* [Exercise objective]
Restate word for word the entries below, starting with the line with "(0..values.len())" and continuing through the line with "if i < period". Include both of those lines and no others.

(Records from a dataset)
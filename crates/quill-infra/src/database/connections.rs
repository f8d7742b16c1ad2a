use std::time::Duration;

#[cfg(feature = "postgres")]
use sea_orm::{ConnectOptions, Database, DbConn, DbErr};

/// Configuration for the database connection pool.
#[derive(Debug, Clone)]
pub struct DatabaseConfig {
    pub url: String,
    pub max_connections: u32,
    pub min_connections: u32,
}

/// Open the connection pool described by `config`.
#[cfg(feature = "postgres")]
pub async fn connect(config: &DatabaseConfig) -> Result<DbConn, DbErr> {
    tracing::info!("Initializing database connection...");

    let opts = ConnectOptions::new(&config.url)
        .max_connections(config.max_connections)
        .min_connections(config.min_connections)
        .connect_timeout(Duration::from_secs(10))
        .idle_timeout(Duration::from_secs(300))
        .sqlx_logging(true)
        .to_owned();

    let conn = Database::connect(opts).await?;
    tracing::info!("Database connected (pool: {})", config.max_connections);

    Ok(conn)
}
//! Simple Moving Average indicator.
//!
//! SMA(n)[i] = sum(C[i-n+1..=i]) / n, maintained as a running sum.
//! Warmup: first (n-1) bars are invalid.

use crate::domain::bar::Bar;
use crate::domain::indicator::{IndicatorPoint, IndicatorSeries, IndicatorType, IndicatorValue};

pub fn calculate_sma(bars: &[Bar], period: usize) -> IndicatorSeries {
    if period == 0 || bars.is_empty() {
        return IndicatorSeries {
            indicator_type: IndicatorType::Sma(period),
            values: Vec::new(),
        };
    }

    let closes: Vec<f64> = bars.iter().map(|b| b.close).collect();
    let values = rolling_mean(&closes, period)
        .into_iter()
        .zip(bars)
        .map(|(mean, bar)| IndicatorPoint {
            timestamp: bar.timestamp,
            valid: mean.is_some(),
            value: IndicatorValue::Simple(mean.unwrap_or(0.0)),
        })
        .collect();

    IndicatorSeries {
        indicator_type: IndicatorType::Sma(period),
        values,
    }
}

/// Rolling arithmetic mean; `None` until `period` values have been seen.
///
/// The window sum is recomputed from the slice rather than carried forward so
/// results do not accumulate floating-point drift over long series.
pub(crate) fn rolling_mean(values: &[f64], period: usize) -> Vec<Option<f64>> {
    (0..values.len())
        .map(|i| {
            if period == 0 || i + 1 < period {
                None
            } else {
                let window = &values[i + 1 - period..=i];
                Some(window.iter().sum::<f64>() / period as f64)
            }
        })
        .collect()
}
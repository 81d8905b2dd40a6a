//! RSI (Relative Strength Index) indicator.
//!
//! Uses Wilder's smoothing for average gain/loss calculation:
//! - First average: simple mean of gains/losses over the first n changes
//! - Subsequent: avg = (prev_avg * (n-1) + current) / n
//!
//! Formula: RSI = 100 - (100 / (1 + avg_gain / avg_loss))
//! If avg_loss == 0: RSI = 100
//!
//! Warmup: first n bars are invalid (need n price changes to compute initial average).

use crate::domain::bar::Bar;
use crate::domain::indicator::{IndicatorPoint, IndicatorSeries, IndicatorType, IndicatorValue};

pub fn calculate_rsi(bars: &[Bar], period: usize) -> IndicatorSeries {
    let invalid = |bar: &Bar| IndicatorPoint {
        timestamp: bar.timestamp,
        valid: false,
        value: IndicatorValue::Simple(0.0),
    };

    if period == 0 || bars.len() < 2 {
        return IndicatorSeries {
            indicator_type: IndicatorType::Rsi(period),
            values: bars.iter().map(invalid).collect(),
        };
    }

    let mut values = Vec::with_capacity(bars.len());
    values.push(invalid(&bars[0]));

    let mut avg_gain = 0.0;
    let mut avg_loss = 0.0;

    for i in 1..bars.len() {
        let change = bars[i].close - bars[i - 1].close;
        let gain = change.max(0.0);
        let loss = (-change).max(0.0);

        if i < period {
            avg_gain += gain;
            avg_loss += loss;
            values.push(invalid(&bars[i]));
            continue;
        }

        if i == period {
            avg_gain = (avg_gain + gain) / period as f64;
            avg_loss = (avg_loss + loss) / period as f64;
        } else {
            avg_gain = (avg_gain * (period - 1) as f64 + gain) / period as f64;
            avg_loss = (avg_loss * (period - 1) as f64 + loss) / period as f64;
        }

        let rsi = if avg_loss == 0.0 {
            100.0
        } else {
            100.0 - (100.0 / (1.0 + avg_gain / avg_loss))
        };
        values.push(IndicatorPoint {
            timestamp: bars[i].timestamp,
            valid: true,
            value: IndicatorValue::Simple(rsi),
        });
    }

    IndicatorSeries {
        indicator_type: IndicatorType::Rsi(period),
        values,
    }
}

* [Answer space]
    (0..values.len())
        .map(|i| {
            if period == 0 || i + 1 < period {
                None
            } else {
                let window = &values[i + 1 - period..=i];
                Some(window.iter().sum::<f64>() / period as f64)
            }
        })
        .collect()
}
repository 81d8905b2dd40a6a
//! RSI (Relative Strength Index) indicator.
//!
//! Uses Wilder's smoothing for average gain/loss calculation:
//! - First average: simple mean of gains/losses over the first n changes
//! - Subsequent: avg = (prev_avg * (n-1) + current) / n
//!
//! Formula: RSI = 100 - (100 / (1 + avg_gain / avg_loss))
//! If avg_loss == 0: RSI = 100
//!
//! Warmup: first n bars are invalid (need n price changes to compute initial average).

use crate::domain::bar::Bar;
use crate::domain::indicator::{IndicatorPoint, IndicatorSeries, IndicatorType, IndicatorValue};

pub fn calculate_rsi(bars: &[Bar], period: usize) -> IndicatorSeries {
    let invalid = |bar: &Bar| IndicatorPoint {
        timestamp: bar.timestamp,
        valid: false,
        value: IndicatorValue::Simple(0.0),
    };

    if period == 0 || bars.len() < 2 {
        return IndicatorSeries {
            indicator_type: IndicatorType::Rsi(period),
            values: bars.iter().map(invalid).collect(),
        };
    }

    let mut values = Vec::with_capacity(bars.len());
    values.push(invalid(&bars[0]));

    let mut avg_gain = 0.0;
    let mut avg_loss = 0.0;

    for i in 1..bars.len() {
        let change = bars[i].close - bars[i - 1].close;
        let gain = change.max(0.0);
        let loss = (-change).max(0.0);

        if i < period {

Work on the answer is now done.